Made up of one-atom thick layers of carbon, a single sheet of graphene is the thinnest material ever observed and is up to 200 times stronger than common steel. A study by Recep Zan, Quentin M. Ramasse, Ursel Bangert, Konstantin S. Novoselov at Cornell University has found that it is also self-healing and so impermeable that not even helium atoms can pass through it.
DNV GL notes that graphene is flexible, light, nearly transparent and an excellent conductor of heat and electricity. “As it is both stronger and stiffer than any known material, it could be used to manufacture products and structures that would be a fraction of the weight and stronger than anything produced today,” says DNV GL. “Graphene could also be used to strengthen polymer or metal composites.”
Steel is, and will continue to be, the material of choice in the shipbuilding world due to it’s availability and industry’s understanding of it as construction material. As these new technologies evolve and gain traction in other industries, DNV GL says that commercial pressures will begin to allow it to gain a foothold in the shipbuilding world.
“AlON, graphene, and similar lightweight materials merit further consideration in many shipboard applications. However, improvements in steel microstructure and the use of novel manufacturing technologies will also introduce many opportunities for innovation,” says Narasi Sridhar, Director for the Materials Program in DNV GL Strategic Research & Innovation unit
3-D Woven Fabrics
DNV GL notes that not only will new materials be implemented in the future, but existing materials will be used in ways that were never possible before.

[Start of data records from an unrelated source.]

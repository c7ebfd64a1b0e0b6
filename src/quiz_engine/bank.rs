//! Batch loading of spreadsheet rows into a validated question pool.
//!
//! Row errors are collected, never propagated: one malformed cell must not
//! abort a 500-question sheet. Only a sheet that yields zero usable
//! questions fails the whole load.

use log::{debug, warn};

use crate::quiz_engine::errors::{LoadError, ParseError, RejectedRow};
use crate::quiz_engine::models::{
    AnswerKeySource, OptionLetter, Question, QuestionId, RawRow, UNSPECIFIED_TOPIC,
};
use crate::quiz_engine::parser::{parse_cell, AnswerKey, ParsedCell};

/// An immutable pool of validated questions plus the rows that did not make
/// it, kept for reporting back to whoever maintains the sheet.
#[derive(Debug)]
pub struct QuestionBank {
    questions: Vec<Question>,
    rejected: Vec<RejectedRow>,
}

impl QuestionBank {
    /// Parse every row, collecting failures per row.
    ///
    /// Question ids are row positions, so they stay stable when a sheet is
    /// reloaded with the same ordering even if different rows get rejected.
    pub fn from_rows(rows: &[RawRow], source: AnswerKeySource) -> Result<Self, LoadError> {
        let mut questions = Vec::with_capacity(rows.len());
        let mut rejected = Vec::new();

        for (row, raw) in rows.iter().enumerate() {
            let key = match source {
                AnswerKeySource::InlineMarker => AnswerKey::Inline,
                AnswerKeySource::Column => match column_letter(raw) {
                    Some(letter) => AnswerKey::External(letter),
                    None => {
                        warn!("row {row}: {}", ParseError::MissingAnswerKey);
                        rejected.push(RejectedRow { row, error: ParseError::MissingAnswerKey });
                        continue;
                    }
                },
            };
            match parse_cell(&raw.text, key) {
                Ok(cell) => questions.push(build_question(row, raw, cell)),
                Err(error) => {
                    warn!("row {row}: {error}");
                    rejected.push(RejectedRow { row, error });
                }
            }
        }

        if questions.is_empty() {
            return Err(LoadError::NoValidQuestions { rejected });
        }
        debug!(
            "loaded {} questions ({} rows rejected)",
            questions.len(),
            rejected.len()
        );
        Ok(QuestionBank { questions, rejected })
    }

    pub fn questions(&self) -> &[Question] {
        &self.questions
    }

    pub fn get(&self, id: QuestionId) -> Option<&Question> {
        self.questions.iter().find(|q| q.id == id)
    }

    pub fn len(&self) -> usize {
        self.questions.len()
    }

    pub fn is_empty(&self) -> bool {
        self.questions.is_empty()
    }

    /// Rows that failed to parse, with their sheet positions.
    pub fn rejected(&self) -> &[RejectedRow] {
        &self.rejected
    }

    /// All question ids in sheet order.
    pub fn pool(&self) -> Vec<QuestionId> {
        self.questions.iter().map(|q| q.id).collect()
    }

    /// Ids whose topic matches, case-insensitively. May come back empty;
    /// the selector reports that as [`EmptyPoolError`] rather than quietly
    /// falling back to the full bank.
    ///
    /// [`EmptyPoolError`]: crate::quiz_engine::errors::EmptyPoolError
    pub fn pool_for_topic(&self, topic: &str) -> Vec<QuestionId> {
        self.questions
            .iter()
            .filter(|q| q.topic.eq_ignore_ascii_case(topic))
            .map(|q| q.id)
            .collect()
    }
}

/// First letter of the answer column, if the row has a usable one.
fn column_letter(raw: &RawRow) -> Option<OptionLetter> {
    raw.answer
        .as_deref()
        .map(str::trim)
        .filter(|a| !a.is_empty())
        .and_then(|a| a.chars().next())
        .and_then(OptionLetter::from_char)
}

/// Attach bank-level metadata to a parsed cell. The explanation column
/// outranks an inline explanation; the topic falls back to the sentinel.
fn build_question(row: usize, raw: &RawRow, cell: ParsedCell) -> Question {
    let explanation = raw
        .explanation
        .as_deref()
        .map(str::trim)
        .filter(|e| !e.is_empty())
        .map(str::to_string)
        .or(cell.explanation)
        .unwrap_or_default();
    let topic = raw
        .topic
        .as_deref()
        .map(str::trim)
        .filter(|t| !t.is_empty())
        .unwrap_or(UNSPECIFIED_TOPIC)
        .to_string();

    Question {
        id: QuestionId(row as u32),
        stem: cell.stem,
        options: cell.options,
        correct_letter: cell.correct_letter,
        explanation,
        topic,
    }
}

“Until recently, the increasing application of composites to make structures lighter and more corrosion-resistant has been slowed by the inefficient manual joining processes used today,” says DNV GL. “Improving the reliability and efficiency of composite joining processes requires replacing traditional hand-lay-up processes with new 3D weaving technologies. The new approach to joining structures significantly simplifies the complexity of parts and reduces the number of components used, dramatically improving the viability of composite lightweight solutions.”
Steel can be modified in a number of ways to change its properties. This includes adding more or less carbon to the steel, varying the duration of the cooling period of the steel and forging it. None of these processes change the density of the material in a significant way however, they just make the steel more or less susceptible to fracture, corrosion, or fatigue.
Turning that same bit of material into a steel piece of what might be considered pumice was not possible, until now.
DNV GL says metal foam can dramatically improve the weight-to-stiffness ratio and energy dissipation of a steel structure. It will also have a positive effect on a vessel’s vibration, thermal, and acoustic performance. Properly constructed, foamed components can have higher bending stiffness and weigh less than solid steel. A sandwich panel with steel faces of one millimetre with a 14 mm metal foam core has a comparable bending stiffness of a 10 mm solid steel plate, at merely 35 percent of the weight, says DNV GL.
Imagine a ship with self-healing skin, capable of continuously adjusting to changing sea and wind conditions, one that can generate its own energy and is equipped with embedded sensors that can provide real-time information to the bridge and shore-based facilities.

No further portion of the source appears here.